FASB "Observation" Could Create Cash Balance Headache

May 27, 2003 (PLANSPONSOR.com) - Rumors of a new directive on cash balance plan accounting has fanned concerns among the benefits community.

Last Wednesday Watson Wyatt issued a press release noting that a proposed new accounting approach for determining liabilities in cash balance pensions would artificially drive up the liabilities for many of these plans on corporate balance sheets.   Those comments were stirred by a reported consensus from the Emerging Issues Task Force (EITF) of the Financial Accounting Standards Board (FASB) on accounting for the controversial hybrid pension plan.  

Different Assumptions

Watson Wyatt noted that the new accounting approach would require many companies (those who credit interest to individual accounts on a market-based rate, rather than a fixed rate) to value the accounting liability for their cash balance plans using different, more conservative assumptions than used by all other pension plans.   Impacted cash balance programs would be required to value their liability using a discount rate based on government yields, which are lower than the rates on high-quality long corporate bonds used by other plans.

The proposal was introduced by FASB’s Emerging Issues Task Force (EITF) at a May 15 meeting and is scheduled for consideration by the Board tomorrow, according to the ERISA Industry Committee (ERIC).   At the May 15 meeting, the EITF had affirmed that cash balance plans should be accounted for as defined benefit plans and concluded that the traditional unit credit method is the appropriate attribution method under SFAS 87, both issues that the group had been asked to address.  

Observation Decked?

However, the EITF had not been asked to address the discount rate issue.   Rather, it seems to have crept onto the agenda courtesy of an “observation” by a FASB staff member, an observation that “consisted of a statement that cash balance plans that use a single, market-based rate to credit interest should use that interest crediting rate to discount the account balance when determining the liability for future cash balance benefits,” according to Watson Wyatt’s review of the situation.  

In a letter to the FASB, Watson Wyatt said, “We were surprised to learn, through correspondence and conversation with members of the FASB staff, that an “observation” by a staff member on an issue distinct from Issue 03-4 had been included in the minutes of the meeting, and that upon ratification of the minutes, such observation would take on the mantle of formal FASB guidance, equivalent in weight to the Implementation Guides prepared for SFAS Nos. 87 and 88.”

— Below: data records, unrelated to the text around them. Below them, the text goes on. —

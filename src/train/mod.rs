// ============================================================================
// Training Module
// Logistic regression by gradient descent, entirely in fixed point
// ============================================================================

mod gradient;

pub use gradient::{predict, sigmoid, sigmoid_derivative, train, Trainer};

Consequently, Watson Wyatt has strongly urged the FASB to “remove any reference to the method of setting the discount rate from the minutes of the May 15 EITF meeting prior to their approval, on both procedural and technical grounds.”  

In its  letter to the FASB , Watson Wyatt notes that establishing a different methodology for a subset of cash balance plans would undermine the comparability of financial statements, as well as yielding anomalous results.   Additionally, the consulting firm noted both the significance of the proposed change to discount rate setting and the lack of opportunity for discussion as reasons to set the issue aside.

ERIC concurs , noting, "The FASB should not make a decision of this magnitude without giving all interested parties, including the employers that sponsor cash balance plans, an opportunity to submit comments on the issue."